Abstract

ABSTRACTCormac McCarthy’s ninth novel No Country for Old Men is at points a thriller, a shoot-em-up, a novel of violence, a novel of the Border Southwest, but at its heart, it is a novel of the Vietnam War. Set in 1980, the text is populated by veterans of the war in Vietnam, and even those not explicitly identified as such carry the Vietnam War in their person and psyche. Llewelyn Moss and Carson Wells are sniper and Special Forces, respectively, while Anton Chigurh is too trained to be anything but a special operator. All three return from war to participate in war—a war based on the narco-economy and the violence secondary to such. In the work, each of the three uses military-taught skills to survive or not as the author conjoins each veteran’s postwar life with his peri-war training.
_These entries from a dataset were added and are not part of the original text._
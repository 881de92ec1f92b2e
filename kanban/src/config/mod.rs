//! Configuration for the `kanban` CLI.
//!
//! Supports layered configuration with the following priority (highest first):
//! 1. CLI arguments
//! 2. Environment variables (via clap `env` attribute)
//! 3. TOML config file (`~/.config/kanban/config.toml`)
//! 4. Compiled defaults
//!
//! Missing config file is not an error (defaults are used). An explicit
//! `--config` path that doesn't exist is an error.

use std::path::PathBuf;
use std::time::Duration;

use chrono::format::{Item, StrftimeItems};

use crate::ui::board::DEFAULT_LANE_WIDTH;

/// Errors that can occur when loading configuration.
#[derive(Debug, thiserror::Error)]
pub enum ConfigError {
    /// Failed to read the configuration file.
    #[error("failed to read config file {path}: {source}")]
    ReadFile {
        /// Path that was attempted.
        path: PathBuf,
        /// Underlying I/O error.
        source: std::io::Error,
    },

    /// Failed to parse the TOML configuration.
    #[error("failed to parse config file: {0}")]
    ParseToml(#[from] toml::de::Error),

    /// The store URL is not a WebSocket URL.
    #[error("invalid store URL {url}: {reason}")]
    InvalidStoreUrl {
        /// The rejected URL.
        url: String,
        /// Why it was rejected.
        reason: String,
    },

    /// The date format has a specifier `chrono` does not know.
    #[error("invalid date format {0:?}")]
    InvalidDateFormat(String),
}

// ---------------------------------------------------------------------------
// TOML file structs (all fields Option for partial overrides)
// ---------------------------------------------------------------------------

/// Top-level TOML config file structure.
#[derive(Debug, Default, serde::Deserialize)]
#[serde(default)]
struct ConfigFile {
    store: StoreFileConfig,
    account: AccountFileConfig,
    ui: UiFileConfig,
}

/// `[store]` section of the config file.
#[derive(Debug, Default, serde::Deserialize)]
#[serde(default)]
struct StoreFileConfig {
    url: Option<String>,
    connect_timeout_secs: Option<u64>,
}

/// `[account]` section of the config file.
#[derive(Debug, Default, serde::Deserialize)]
#[serde(default)]
struct AccountFileConfig {
    email: Option<String>,
    display_name: Option<String>,
}

/// `[ui]` section of the config file.
#[derive(Debug, Default, serde::Deserialize)]
#[serde(default)]
struct UiFileConfig {
    layout: Option<Layout>,
    lane_width: Option<usize>,
    date_format: Option<String>,
    notification_buffer: Option<usize>,
}

// ---------------------------------------------------------------------------
// Resolved configuration
// ---------------------------------------------------------------------------

/// How the board is printed.
#[derive(Debug, Clone, Copy, Default, PartialEq, Eq, serde::Deserialize)]
#[serde(rename_all = "lowercase")]
pub enum Layout {
    /// Lanes side by side.
    #[default]
    Board,
    /// One row per task.
    List,
}

/// Fully resolved client configuration.
#[derive(Debug, Clone)]
pub struct ClientConfig {
    /// Store WebSocket URL; offline demo mode when `None`.
    pub store_url: Option<String>,
    /// Timeout for connecting to the store.
    pub connect_timeout: Duration,
    /// Account email used to sign in.
    pub email: String,
    /// Display name sent on sign-in.
    pub display_name: Option<String>,
    /// Board rendering style.
    pub layout: Layout,
    /// Lane width of the board layout.
    pub lane_width: usize,
    /// Due-date display format (chrono format string).
    pub date_format: String,
    /// Capacity of the notification channel.
    pub notification_buffer: usize,
}

impl Default for ClientConfig {
    fn default() -> Self {
        Self {
            store_url: None,
            connect_timeout: Duration::from_secs(10),
            email: "demo@example.com".to_string(),
            display_name: None,
            layout: Layout::Board,
            lane_width: DEFAULT_LANE_WIDTH,
            date_format: "%Y-%m-%d".to_string(),
            notification_buffer: 64,
        }
    }
}

impl ClientConfig {
    /// Load configuration by merging CLI args, env vars, and a TOML file.
    ///
    /// # Errors
    ///
    /// Returns [`ConfigError`] if the explicit config file cannot be read,
    /// if any config file cannot be parsed, or if the resolved store URL is
    /// not a `ws://` or `wss://` URL.
    pub fn load(cli: &CliArgs) -> Result<Self, ConfigError> {
        let file = load_config_file(cli.config.as_deref())?;
        Self::resolve(cli, &file)
    }

    /// Resolve a `ClientConfig` from CLI args and a parsed config file.
    ///
    /// Priority: CLI > file > default.
    fn resolve(cli: &CliArgs, file: &ConfigFile) -> Result<Self, ConfigError> {
        let defaults = Self::default();

        let store_url = cli.store_url.clone().or_else(|| file.store.url.clone());
        if let Some(url) = &store_url {
            validate_store_url(url)?;
        }
        let date_format = cli
            .date_format
            .clone()
            .or_else(|| file.ui.date_format.clone())
            .unwrap_or(defaults.date_format);
        validate_date_format(&date_format)?;

        Ok(Self {
            store_url,
            connect_timeout: file
                .store
                .connect_timeout_secs
                .map_or(defaults.connect_timeout, Duration::from_secs),
            email: cli
                .email
                .clone()
                .or_else(|| file.account.email.clone())
                .unwrap_or(defaults.email),
            display_name: cli
                .display_name
                .clone()
                .or_else(|| file.account.display_name.clone()),
            layout: if cli.list {
                Layout::List
            } else {
                file.ui.layout.unwrap_or(defaults.layout)
            },
            lane_width: cli
                .lane_width
                .or(file.ui.lane_width)
                .unwrap_or(defaults.lane_width),
            date_format,
            notification_buffer: file
                .ui
                .notification_buffer
                .unwrap_or(defaults.notification_buffer)
                .max(1),
        })
    }
}

/// Checks that `url` parses and uses the `ws` or `wss` scheme.
fn validate_store_url(url: &str) -> Result<(), ConfigError> {
    let parsed = url::Url::parse(url).map_err(|e| ConfigError::InvalidStoreUrl {
        url: url.to_string(),
        reason: e.to_string(),
    })?;
    match parsed.scheme() {
        "ws" | "wss" => Ok(()),
        other => Err(ConfigError::InvalidStoreUrl {
            url: url.to_string(),
            reason: format!("unsupported scheme {other:?}, expected ws or wss"),
        }),
    }
}

fn validate_date_format(format: &str) -> Result<(), ConfigError> {
    if StrftimeItems::new(format).any(|item| matches!(item, Item::Error)) {
        return Err(ConfigError::InvalidDateFormat(format.to_string()));
    }
    Ok(())
}

// ---------------------------------------------------------------------------
// CLI arguments
// ---------------------------------------------------------------------------

/// CLI arguments parsed by clap.
#[derive(clap::Parser, Debug, Default)]
#[command(version, about = "Kanban boards from the terminal")]
pub struct CliArgs {
    /// WebSocket URL of the kanban store (offline demo when absent).
    #[arg(long, env = "KANBAN_STORE_URL", global = true)]
    pub store_url: Option<String>,

    /// Account email.
    #[arg(long, env = "KANBAN_EMAIL", global = true)]
    pub email: Option<String>,

    /// Display name sent on sign-in.
    #[arg(long, global = true)]
    pub display_name: Option<String>,

    /// Print tasks as a list instead of lanes.
    #[arg(long, global = true)]
    pub list: bool,

    /// Lane width of the board layout.
    #[arg(long, global = true)]
    pub lane_width: Option<usize>,

    /// Due-date display format (chrono format string).
    #[arg(long, global = true)]
    pub date_format: Option<String>,

    /// Path to config file (default: `~/.config/kanban/config.toml`).
    #[arg(short, long, global = true)]
    pub config: Option<PathBuf>,

    /// Log level filter (trace, debug, info, warn, error).
    #[arg(long, default_value = "info", env = "KANBAN_LOG", global = true)]
    pub log_level: String,

    /// Path to log file (default: `$TMPDIR/kanban.log`).
    #[arg(long, global = true)]
    pub log_file: Option<PathBuf>,

    /// What to do; `show` when omitted.
    #[command(subcommand)]
    pub command: Option<Command>,
}

/// CLI commands.
#[derive(clap::Subcommand, Debug, Clone, PartialEq, Eq)]
pub enum Command {
    /// Render the selected board.
    Show,
    /// List visible boards.
    Boards,
    /// Create a task.
    Add {
        title: String,
        /// Column id or name (first column when omitted).
        #[arg(long)]
        column: Option<String>,
        #[arg(long)]
        description: Option<String>,
        /// Tag, repeatable.
        #[arg(long = "tag")]
        tags: Vec<String>,
        /// Due date as YYYY-MM-DD.
        #[arg(long)]
        due: Option<String>,
    },
    /// Drag a task onto another column.
    Move { task: String, column: String },
    /// Mark a task completed.
    Done { task: String },
    /// Edit a task's title or description.
    Edit {
        task: String,
        #[arg(long)]
        title: Option<String>,
        #[arg(long)]
        description: Option<String>,
    },
    /// Delete a task.
    Rm { task: String },
    /// Search tasks by title, description or tag.
    Search { text: String },
    /// Manage columns.
    #[command(subcommand)]
    Column(ColumnCommand),
    /// Manage subtasks.
    #[command(subcommand)]
    Subtask(SubtaskCommand),
}

/// `kanban column ...`
#[derive(clap::Subcommand, Debug, Clone, PartialEq, Eq)]
pub enum ColumnCommand {
    /// Append a column.
    Add {
        name: String,
        #[arg(long)]
        color: Option<String>,
    },
    /// Delete a column with its tasks.
    Rm { column: String },
}

/// `kanban subtask ...`
#[derive(clap::Subcommand, Debug, Clone, PartialEq, Eq)]
pub enum SubtaskCommand {
    /// Add a checklist item to a task.
    Add { task: String, title: String },
    /// Flip a subtask's completion.
    Toggle { subtask: String },
    /// Delete a subtask.
    Rm { subtask: String },
}

// ---------------------------------------------------------------------------
// Internal helpers
// ---------------------------------------------------------------------------

/// Load and parse a TOML config file.
///
/// If `explicit_path` is `Some`, the file must exist (error if not).
/// If `explicit_path` is `None`, the default path is tried and missing file
/// is treated as empty config.
fn load_config_file(explicit_path: Option<&std::path::Path>) -> Result<ConfigFile, ConfigError> {
    if let Some(p) = explicit_path {
        let contents = std::fs::read_to_string(p).map_err(|e| ConfigError::ReadFile {
            path: p.to_path_buf(),
            source: e,
        })?;
        return Ok(toml::from_str(&contents)?);
    }
    let Some(config_dir) = dirs::config_dir() else {
        return Ok(ConfigFile::default());
    };
    let path = config_dir.join("kanban").join("config.toml");

    match std::fs::read_to_string(&path) {
        Ok(contents) => Ok(toml::from_str(&contents)?),
        Err(e) if e.kind() == std::io::ErrorKind::NotFound => Ok(ConfigFile::default()),
        Err(e) => Err(ConfigError::ReadFile { path, source: e }),
    }
}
Subversively, McCarthy creates a fourth Vietnam War veteran though the character of Sheriff Ed Tom Bell, a veteran of World War II. Bell’s psychological makeup, his guilt, his regret, his self-ostracization, is that of the Vietnam veteran. But, while McCarthy creates a novel of the Vietnam War, the Coen brothers’ film of the same title marginalizes the Vietnam War and cuts the theme from the film. The novel could not exist without the Vietnam War, but the film can, and does.